The change would work like this: Under current rules, anyone making what’s known as a “hardship” early withdrawal from their 401(k) must pay the IRS a 10 percent penalty on top of ordinary income taxes. A bill introduced Oct. 5 would waive the penalty if the purpose of the distribution is to make loan payments to avoid loss of a primary home to foreclosure.
Co-authored by Sen. Johnny Isakson and Rep. Tom Graves, both Republicans from Georgia, the bill would allow owners to pull out up to $50,000. The money could be used in a lump sum to pay down the delinquent mortgage balance or to fill shortfalls caused by reductions of household income. It could also be used as part of loan modification agreements with lenders designed to avert a foreclosure. However the money is used to resolve the mortgage delinquency, it would need to be spent within 120 days of receipt and could not exceed 50 percent of the funds in the retirement account.

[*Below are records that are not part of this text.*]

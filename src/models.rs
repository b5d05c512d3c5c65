use std::fmt;
use std::str::FromStr;

use chrono::{DateTime, Utc};
use serde::{Deserialize, Serialize};
use uuid::Uuid;

use crate::tiers::{Badge, MasteryLevel, ReadinessTier, RiskLevel, StagnationLevel};

macro_rules! string_enum {
    ($name:ident { $($variant:ident => $text:literal),+ $(,)? }) => {
        impl $name {
            pub fn as_str(&self) -> &'static str {
                match self {
                    $($name::$variant => $text),+
                }
            }
        }

        impl fmt::Display for $name {
            fn fmt(&self, f: &mut fmt::Formatter<'_>) -> fmt::Result {
                f.write_str(self.as_str())
            }
        }

        impl FromStr for $name {
            type Err = anyhow::Error;

            fn from_str(value: &str) -> Result<Self, Self::Err> {
                match value {
                    $($text => Ok($name::$variant),)+
                    other => anyhow::bail!("unknown {} value: {other}", stringify!($name)),
                }
            }
        }
    };
}

#[derive(Debug, Clone, Copy, PartialEq, Eq, Serialize, Deserialize)]
#[serde(rename_all = "snake_case")]
pub enum Role {
    Parent,
    Admin,
    SuperAdmin,
}

string_enum!(Role {
    Parent => "parent",
    Admin => "admin",
    SuperAdmin => "super_admin",
});

impl Role {
    pub fn is_admin(&self) -> bool {
        matches!(self, Role::Admin | Role::SuperAdmin)
    }
}

#[derive(Debug, Clone, Copy, PartialEq, Eq, Serialize, Deserialize)]
#[serde(rename_all = "snake_case")]
pub enum SubscriptionTier {
    Free,
    Ascent,
    Summit,
}

string_enum!(SubscriptionTier {
    Free => "free",
    Ascent => "ascent",
    Summit => "summit",
});

#[derive(Debug, Clone, Copy, PartialEq, Eq, Serialize, Deserialize)]
#[serde(rename_all = "snake_case")]
pub enum SubscriptionStatus {
    Active,
    Trialing,
    PastDue,
    Cancelled,
}

string_enum!(SubscriptionStatus {
    Active => "active",
    Trialing => "trialing",
    PastDue => "past_due",
    Cancelled => "cancelled",
});

#[derive(Debug, Clone, Copy, PartialEq, Eq, Serialize, Deserialize)]
#[serde(rename_all = "snake_case")]
pub enum ExamType {
    Gl,
    Cem,
    Iseb,
    Independent,
}

string_enum!(ExamType {
    Gl => "gl",
    Cem => "cem",
    Iseb => "iseb",
    Independent => "independent",
});

/// Billing state mirrored into the profile record.
#[derive(Debug, Clone, PartialEq, Serialize, Deserialize)]
#[serde(rename_all = "camelCase")]
pub struct Subscription {
    pub tier: SubscriptionTier,
    pub status: SubscriptionStatus,
    pub current_period_end: Option<DateTime<Utc>>,
    pub billing_customer_id: Option<String>,
    pub billing_subscription_id: Option<String>,
}

impl Subscription {
    pub fn free() -> Self {
        Self {
            tier: SubscriptionTier::Free,
            status: SubscriptionStatus::Active,
            current_period_end: None,
            billing_customer_id: None,
            billing_subscription_id: None,
        }
    }

    pub fn is_current(&self) -> bool {
        matches!(
            self.status,
            SubscriptionStatus::Active | SubscriptionStatus::Trialing
        )
    }
}

#[derive(Debug, Clone)]
pub struct AuthUser {
    pub id: Uuid,
    pub email: String,
    pub password_hash: String,
}

#[derive(Debug, Clone)]
pub struct SessionRecord {
    pub user_id: Uuid,
    pub expires_at: DateTime<Utc>,
}

#[derive(Debug, Clone, Serialize)]
#[serde(rename_all = "camelCase")]
pub struct Profile {
    pub id: Uuid,
    pub full_name: String,
    pub email: String,
    pub role: Role,
    pub subscription: Subscription,
}

#[derive(Debug, Clone, Serialize)]
#[serde(rename_all = "camelCase")]
pub struct Child {
    pub id: Uuid,
    pub parent_id: Uuid,
    pub name: String,
    pub year_group: i16,
    pub exam_type: ExamType,
    pub avatar: Option<String>,
    pub is_active: bool,
    pub created_at: DateTime<Utc>,
}

#[derive(Debug, Clone)]
pub struct ImpersonationGrant {
    pub admin_id: Uuid,
    pub target_user_id: Uuid,
    pub expires_at: DateTime<Utc>,
    pub revoked: bool,
}

#[derive(Debug, Clone, PartialEq, Serialize, Deserialize)]
#[serde(rename_all = "camelCase")]
pub struct Explanations {
    pub step_by_step: String,
    pub visual_illustration: String,
    pub worked_example: String,
}

#[derive(Debug, Clone)]
pub struct Question {
    pub id: Uuid,
    pub subject: String,
    pub topic: String,
    pub difficulty: i16,
    pub question_text: String,
    pub options: Vec<String>,
    pub correct_answer: String,
    pub explanation: Option<String>,
    pub cached_explanations: Option<Explanations>,
}

/// One answered question. Only ever consumed in aggregate.
#[derive(Debug, Clone)]
pub struct PracticeAttempt {
    pub session_id: Uuid,
    pub subject: String,
    pub topic: String,
    pub is_correct: bool,
    pub response_time_ms: i32,
    pub difficulty: i16,
    pub answered_at: DateTime<Utc>,
}

/// Per-child, per-subject totals for cohort benchmarking. No identities leave the store.
#[derive(Debug, Clone)]
pub struct CohortRow {
    pub child_id: Uuid,
    pub subject: String,
    pub correct: i64,
    pub total: i64,
}

#[derive(Debug, Clone, Copy, Default, PartialEq, Eq, Serialize, Deserialize)]
#[serde(rename_all = "snake_case")]
pub enum TrendDirection {
    Up,
    Down,
    #[default]
    Stable,
}

#[derive(Debug, Clone, Default, PartialEq, Serialize, Deserialize)]
#[serde(rename_all = "camelCase", default)]
pub struct SubjectAccuracy {
    pub subject: String,
    pub attempts: u32,
    pub correct: u32,
    pub accuracy: f64,
}

#[derive(Debug, Clone, Default, PartialEq, Serialize, Deserialize)]
#[serde(rename_all = "camelCase", default)]
pub struct ComprehensiveSummary {
    pub total_attempts: u32,
    pub correct_attempts: u32,
    pub accuracy: f64,
    pub average_response_seconds: f64,
    pub active_days: u32,
    pub streak_days: u32,
    pub questions_per_day: f64,
    pub last_practiced: Option<DateTime<Utc>>,
    pub subjects: Vec<SubjectAccuracy>,
}

#[derive(Debug, Clone, Default, PartialEq, Serialize, Deserialize)]
#[serde(rename_all = "camelCase", default)]
pub struct HeatmapCell {
    pub subject: String,
    pub topic: String,
    pub attempts: u32,
    pub correct: u32,
    pub accuracy: f64,
    pub mastery_level: MasteryLevel,
    pub mastery_badge: Badge,
    pub needs_focus: bool,
    pub trend: TrendDirection,
    pub last_practiced: Option<DateTime<Utc>>,
}

#[derive(Debug, Clone, Default, PartialEq, Serialize, Deserialize)]
#[serde(rename_all = "camelCase", default)]
pub struct Heatmap {
    pub cells: Vec<HeatmapCell>,
    pub subjects: Vec<String>,
}

#[derive(Debug, Clone, Copy, Default, PartialEq, Serialize, Deserialize)]
#[serde(rename_all = "camelCase", default)]
pub struct ScoreComponent {
    pub score: f64,
    pub max: f64,
}

#[derive(Debug, Clone, Default, PartialEq, Serialize, Deserialize)]
#[serde(rename_all = "camelCase", default)]
pub struct ReadinessComponents {
    pub accuracy: ScoreComponent,
    pub coverage: ScoreComponent,
    pub consistency: ScoreComponent,
    pub difficulty: ScoreComponent,
    pub improvement: ScoreComponent,
}

#[derive(Debug, Clone, Copy, Default, PartialEq, Eq, Serialize, Deserialize)]
#[serde(rename_all = "snake_case")]
pub enum Confidence {
    #[default]
    Low,
    Medium,
    High,
}

#[derive(Debug, Clone, Copy, PartialEq, Serialize, Deserialize)]
#[serde(rename_all = "camelCase")]
pub struct ReadinessTrend {
    pub direction: TrendDirection,
    pub delta: i32,
    pub previous_score: u32,
}

#[derive(Debug, Clone, Default, PartialEq, Serialize, Deserialize)]
#[serde(rename_all = "camelCase", default)]
pub struct ReadinessScoreData {
    pub has_data: bool,
    pub overall_score: u32,
    pub tier: ReadinessTier,
    pub tier_badge: Badge,
    pub components: ReadinessComponents,
    pub confidence: Confidence,
    pub trend: Option<ReadinessTrend>,
    pub attempts_counted: u32,
}

#[derive(Debug, Clone, PartialEq, Serialize, Deserialize)]
#[serde(rename_all = "camelCase")]
pub struct SubjectPercentile {
    pub subject: String,
    pub percentile: u32,
    pub cohort_size: u32,
}

#[derive(Debug, Clone, PartialEq, Serialize, Deserialize)]
#[serde(rename_all = "snake_case", tag = "status")]
pub enum BenchmarkData {
    #[serde(rename_all = "camelCase")]
    Available {
        overall_percentile: u32,
        cohort_size: u32,
        subjects: Vec<SubjectPercentile>,
    },
    #[serde(rename_all = "camelCase")]
    Locked { required_tier: SubscriptionTier },
    #[serde(rename_all = "camelCase")]
    InsufficientData { cohort_size: u32, minimum: u32 },
}

#[derive(Debug, Clone, Default, PartialEq, Serialize, Deserialize)]
#[serde(rename_all = "camelCase", default)]
pub struct RushFactor {
    pub percentage: f64,
    pub threshold_seconds: u32,
    pub level: RiskLevel,
    pub badge: Badge,
}

#[derive(Debug, Clone, Default, PartialEq, Serialize, Deserialize)]
#[serde(rename_all = "camelCase", default)]
pub struct FatigueDropOff {
    pub drop_points: f64,
    pub sessions_measured: u32,
    pub level: RiskLevel,
    pub badge: Badge,
}

#[derive(Debug, Clone, PartialEq, Serialize, Deserialize)]
#[serde(rename_all = "camelCase")]
pub struct StagnantTopic {
    pub subject: String,
    pub topic: String,
    pub previous_accuracy: f64,
    pub recent_accuracy: f64,
}

#[derive(Debug, Clone, Default, PartialEq, Serialize, Deserialize)]
#[serde(rename_all = "camelCase", default)]
pub struct StagnantTopics {
    pub count: u32,
    pub level: StagnationLevel,
    pub badge: Badge,
    pub topics: Vec<StagnantTopic>,
}

#[derive(Debug, Clone, Default, PartialEq, Serialize, Deserialize)]
#[serde(rename_all = "camelCase", default)]
pub struct LearningHealth {
    pub rush_factor: RushFactor,
    pub fatigue: FatigueDropOff,
    pub stagnant_topics: StagnantTopics,
    pub overall: RiskLevel,
    pub overall_badge: Badge,
}

#[derive(Debug, Clone, PartialEq, Serialize)]
#[serde(rename_all = "camelCase")]
pub struct DashboardData {
    pub comprehensive: Option<ComprehensiveSummary>,
    pub readiness: Option<ReadinessScoreData>,
    pub heatmap: Option<Heatmap>,
    pub benchmark: Option<BenchmarkData>,
    pub learning_health: Option<LearningHealth>,
}

/// Row shape for attempt CSV imports.
#[derive(Debug, Clone, Deserialize)]
pub struct AttemptCsvRow {
    pub child_id: Uuid,
    pub question_id: Uuid,
    pub session_id: Uuid,
    pub subject: String,
    pub topic: String,
    pub is_correct: bool,
    pub response_time_ms: i32,
    pub difficulty: i16,
    pub answered_at: DateTime<Utc>,
    pub source_key: Option<String>,
}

Owners would be subject to income taxes on the amounts withdrawn, but they would escape the penalty. Though neither of the co-sponsors claims the bill would actually raise revenues — they simply say it won’t cost the government anything — some pension program experts say it might.
Ed Ferrigno, vice president for Washington affairs at the Plan Sponsor Council of America, a group that represents employers that offer 401(k) accounts to workers, said that by triggering taxable distributions from otherwise untouched, tax-deferred plans, the bill “should generate revenues.” Ferrigno declined to comment on the bill overall, pending further review of its provisions.
Titled the HOME Act, the proposal sheds light on the potential foreclosure-avoidance benefits — and drawbacks — of tapping employee pension accounts.
Many, but not all, 401(k) plans allow for loans to participants, including for housing-related purposes. Retirement advisers generally recommend taking a loan from a plan rather than a withdrawal because the money is then not taxed or penalized. And the federal tax code sometimes requires a loan rather than a withdrawal. Borrowers are required to pay interest on the loan, but in effect they are paying it to themselves to offset the earnings forgone on the funds taken out.
The Internal Revenue Code limits hardship distributions to situations where there is an immediate and urgent financial need and there are no other funds available to meet this need.
For those who cannot borrow against their retirement plans, the 10 percent penalty discourages potential users, Isakson and Graves argue. Their bill would remove that disincentive and provide an emergency escape hatch for owners sliding fast toward foreclosure.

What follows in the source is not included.